ALEXANDRIA, VA — Lyle Beckwith, Senior Vice President of Government Relations of the National Association of Convenience Stores (NACS), today issued the following statement on the House Financial Services Committee hearing on the Financial Choice Act which would repeal debit swipe fee reform:
“NACS strongly opposes the Financial Choice Act as long as it includes a provision to repeal debit swipe fee reform. Reforms have saved consumers $30 billion and created tens of thousands of jobs.
“The proposed repeal would raise costs for and dampen job-creating investment by small businesses and drive up prices for consumers, while generating even greater profits for the giant banks who already benefit from the highest swipe fees in the world, even with reform in place.

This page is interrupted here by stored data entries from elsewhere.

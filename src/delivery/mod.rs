//! 交付模块：协调网络下载与外部播放进程。
//!
//! Transfer orchestration.
//!
//! [`Delivery`] runs one synthesis request through either delivery mode:
//!
//! | Mode | Order of work |
//! |------|---------------|
//! | Download | locate players → request → write file → sync → play file → cleanup |
//! | Stream | locate + spawn player → request → forward chunks to player (+ file) → half-close → wait → cleanup |
//!
//! Each stage is logged as a [`DeliveryState`] transition.

mod sink;

pub use sink::{forward, AudioSink, FileSink};

use crate::cleanup::cleanup;
use crate::player::{play_file, AudioInput, Player, PlaybackSession, PlayerLocator};
use crate::transport::SpeechTransport;
use crate::types::{DeliveryConfig, DeliveryMode, DeliveryReport, SynthesisRequest, TransferOutcome};
use crate::{BoxStream, Error, Result};
use bytes::Bytes;
use std::fmt;
use std::path::Path;
use tracing::{debug, info};

/// Stages of a delivery.
#[derive(Debug, Clone, Copy, PartialEq, Eq)]
pub enum DeliveryState {
    Idle,
    Requesting,
    Downloading,
    Streaming,
    PlayingBack,
    CleaningUp,
    Done,
    Failed,
}

impl fmt::Display for DeliveryState {
    fn fmt(&self, f: &mut fmt::Formatter<'_>) -> fmt::Result {
        let s = match self {
            Self::Idle => "idle",
            Self::Requesting => "requesting",
            Self::Downloading => "downloading",
            Self::Streaming => "streaming",
            Self::PlayingBack => "playing_back",
            Self::CleaningUp => "cleaning_up",
            Self::Done => "done",
            Self::Failed => "failed",
        };
        f.write_str(s)
    }
}

fn enter(state: DeliveryState) {
    debug!(state = %state, "delivery state");
}

/// Synthesis + playback orchestrator for a single invocation.
pub struct Delivery {
    transport: SpeechTransport,
    locator: PlayerLocator,
}

impl Delivery {
    pub fn new(transport: SpeechTransport, locator: PlayerLocator) -> Self {
        Self { transport, locator }
    }

    pub fn locator(&self) -> &PlayerLocator {
        &self.locator
    }

    /// Run one request to completion. Every failure aborts the rest of the cycle.
    pub async fn deliver(
        &self,
        request: &SynthesisRequest,
        config: &DeliveryConfig,
    ) -> TransferOutcome {
        enter(DeliveryState::Idle);
        info!(
            mode = %config.mode(),
            model = request.model(),
            platform = %self.locator.platform(),
            "starting delivery"
        );
        let outcome = match config.mode() {
            DeliveryMode::Download => self.download(request, config).await,
            DeliveryMode::Stream => self.stream(request, config).await,
        };
        match &outcome {
            Ok(report) => {
                enter(DeliveryState::Done);
                info!(bytes = report.bytes, player = report.player.as_str(), "delivery complete");
            }
            Err(e) => {
                enter(DeliveryState::Failed);
                debug!(kind = e.kind(), error = %e, "delivery failed");
            }
        }
        outcome
    }

    async fn download(
        &self,
        request: &SynthesisRequest,
        config: &DeliveryConfig,
    ) -> TransferOutcome {
        let target = config
            .target()
            .ok_or_else(|| Error::configuration("Download mode requires an output file"))?;
        let candidates = self.locator.candidates(DeliveryMode::Download)?;

        enter(DeliveryState::Requesting);
        let body = self.transport.synthesize(request).await?;

        enter(DeliveryState::Downloading);
        let file = FileSink::create(target).await?;
        let result = download_and_play(body, file, &candidates, config.verbose()).await;

        enter(DeliveryState::CleaningUp);
        cleanup(target, !config.retain()).await;

        let (bytes, player) = result?;
        Ok(report(config, bytes, player))
    }

    async fn stream(&self, request: &SynthesisRequest, config: &DeliveryConfig) -> TransferOutcome {
        let player = self.locator.locate(DeliveryMode::Stream)?;
        let mut session = PlaybackSession::spawn(&player, AudioInput::Stdin, config.verbose())
            .map_err(|e| Error::NoPlayer {
                platform: self.locator.platform().to_string(),
                mode: DeliveryMode::Stream.to_string(),
                details: Some(e.to_string()),
            })?;

        enter(DeliveryState::Requesting);
        let body = match self.transport.synthesize(request).await {
            Ok(body) => body,
            Err(e) => {
                session.abandon();
                return Err(e);
            }
        };

        enter(DeliveryState::Streaming);
        let mut file = match config.target() {
            Some(path) => match FileSink::create(path).await {
                Ok(file) => Some(file),
                Err(e) => {
                    session.abandon();
                    return Err(e);
                }
            },
            None => None,
        };

        let forwarded = {
            let mut sinks: Vec<&mut dyn AudioSink> = Vec::with_capacity(2);
            sinks.push(&mut session);
            if let Some(file) = file.as_mut() {
                sinks.push(file);
            }
            forward(body, &mut sinks).await
        };
        session.close_input().await;
        let closed = match file {
            Some(file) => file.close().await,
            None => Ok(()),
        };

        enter(DeliveryState::PlayingBack);
        let program = session.program().to_string();
        let played = session.wait().await;

        if let Some(path) = config.target() {
            enter(DeliveryState::CleaningUp);
            cleanup(path, !config.retain()).await;
        }

        let bytes = forwarded?;
        closed?;
        played?;
        Ok(report(config, bytes, program))
    }
}

/// Write the whole body to `file`, sync it, then play it.
async fn download_and_play(
    body: BoxStream<'static, Bytes>,
    mut file: FileSink,
    candidates: &[Player],
    verbose: bool,
) -> Result<(u64, String)> {
    let bytes = forward(body, &mut [&mut file]).await?;
    let path = file.path().to_path_buf();
    file.close().await?;
    debug!(bytes, path = %path.display(), "download complete");

    enter(DeliveryState::PlayingBack);
    let player = play_file(candidates, &path, verbose).await?;
    Ok((bytes, player))
}

fn report(config: &DeliveryConfig, bytes: u64, player: String) -> DeliveryReport {
    DeliveryReport {
        mode: config.mode(),
        bytes,
        player,
        retained_file: config
            .target()
            .filter(|_| config.retain())
            .map(Path::to_path_buf),
    }
}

“Here is the simple truth: Repeal of debit reform would take savings out of the hands of consumers and line the pockets of the largest banks and the two network giants—Visa and MasterCard— restoring their monopoly power to price-fix fees. Destroying competition in this way hurts small businesses and consumers—dramatically increasing costs for convenience store owners, for whom swipe fees are already, on average, their fastest-growing expense, and quickly wiping out the $30 billion in savings consumers have experienced thanks to the reform.
“The potential harm to competition, consumers and small business to benefit the credit-card Goliaths is the reason repeated attempts to repeal swipe fee reform have failed. And it’s why, once again, NACS will keep doing everything in our power to build on the strong opposition to repeal and ensure that Members of Congress recognize the success of this vital reform in establishing competition in the debit-card market.”
Debit swipe fee reform was enacted in 2010 as part of the Dodd-Frank Wall Street reform package. The provision ensured competition among debit networks and gave banks incentives to compete on the swipe fees they charge merchants rather than all charging the same price-fixed fees.
According to a report by economist Robert Shapiro, reductions in debit fees driven by swipe fee reform put $6 billion in consumers’ hands through lower prices and created more than 37,000 new jobs in the first year alone that the reforms were in place. In addition, small merchants have benefited from greater transparency in debit-card transactions.